Discovering Continuous-Time Memory-Based Symbolic Policies using Genetic Programming

TL;DR

This paper introduces a method to evolve interpretable, memory-augmented symbolic policies for control tasks using genetic programming, enhancing transparency and performance in complex environments.

Contribution

The paper presents a novel approach combining continuous-time memory with symbolic policies optimized via genetic programming for improved control.

Findings

Memory-augmented symbolic policies outperform memory-less ones.

Memory improves performance in volatile environments.
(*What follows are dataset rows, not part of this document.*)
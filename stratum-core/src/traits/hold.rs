//! Cancellable waits

use core::future::Future;

/// How a hold ended
#[derive(Debug, Clone, Copy, PartialEq, Eq)]
#[cfg_attr(feature = "defmt", derive(defmt::Format))]
pub enum HoldOutcome {
    /// The full duration elapsed
    Elapsed,
    /// Cancellation was signalled first
    Cancelled,
}

impl HoldOutcome {
    pub fn is_cancelled(self) -> bool {
        self == HoldOutcome::Cancelled
    }
}

/// A wait that ends early when the active run is cancelled
#[allow(async_fn_in_trait)]
pub trait Hold {
    /// Wait `ms` milliseconds unless cancelled first
    async fn hold(&mut self, ms: u64) -> HoldOutcome;

    /// Drive `fut` to completion unless cancelled first
    ///
    /// Returns `None` when cancellation won; `fut` is dropped at that
    /// point.
    async fn guard<F: Future>(&mut self, fut: F) -> Option<F::Output>;
}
Policies are interpretable and transparent.

Abstract

Artificial intelligence techniques are increasingly being applied to solve control problems, but often rely on black-box methods without transparent output generation. To improve the interpretability and transparency in control systems, models can be defined as white-box symbolic policies described by mathematical expressions. For better performance in partially observable and volatile environments, the symbolic policies are extended with memory represented by continuous-time latent variables, governed by differential equations. Genetic programming is used for optimisation, resulting in interpretable policies consisting of symbolic expressions. Our results show that symbolic policies with memory compare with black-box policies on a variety of control tasks. Furthermore, the benefit of the memory in symbolic policies is demonstrated on experiments where memory-less policies fall short. Overall, we present a method for evolving high-performing symbolic policies that offer interpretability and transparency, which lacks in black-box models.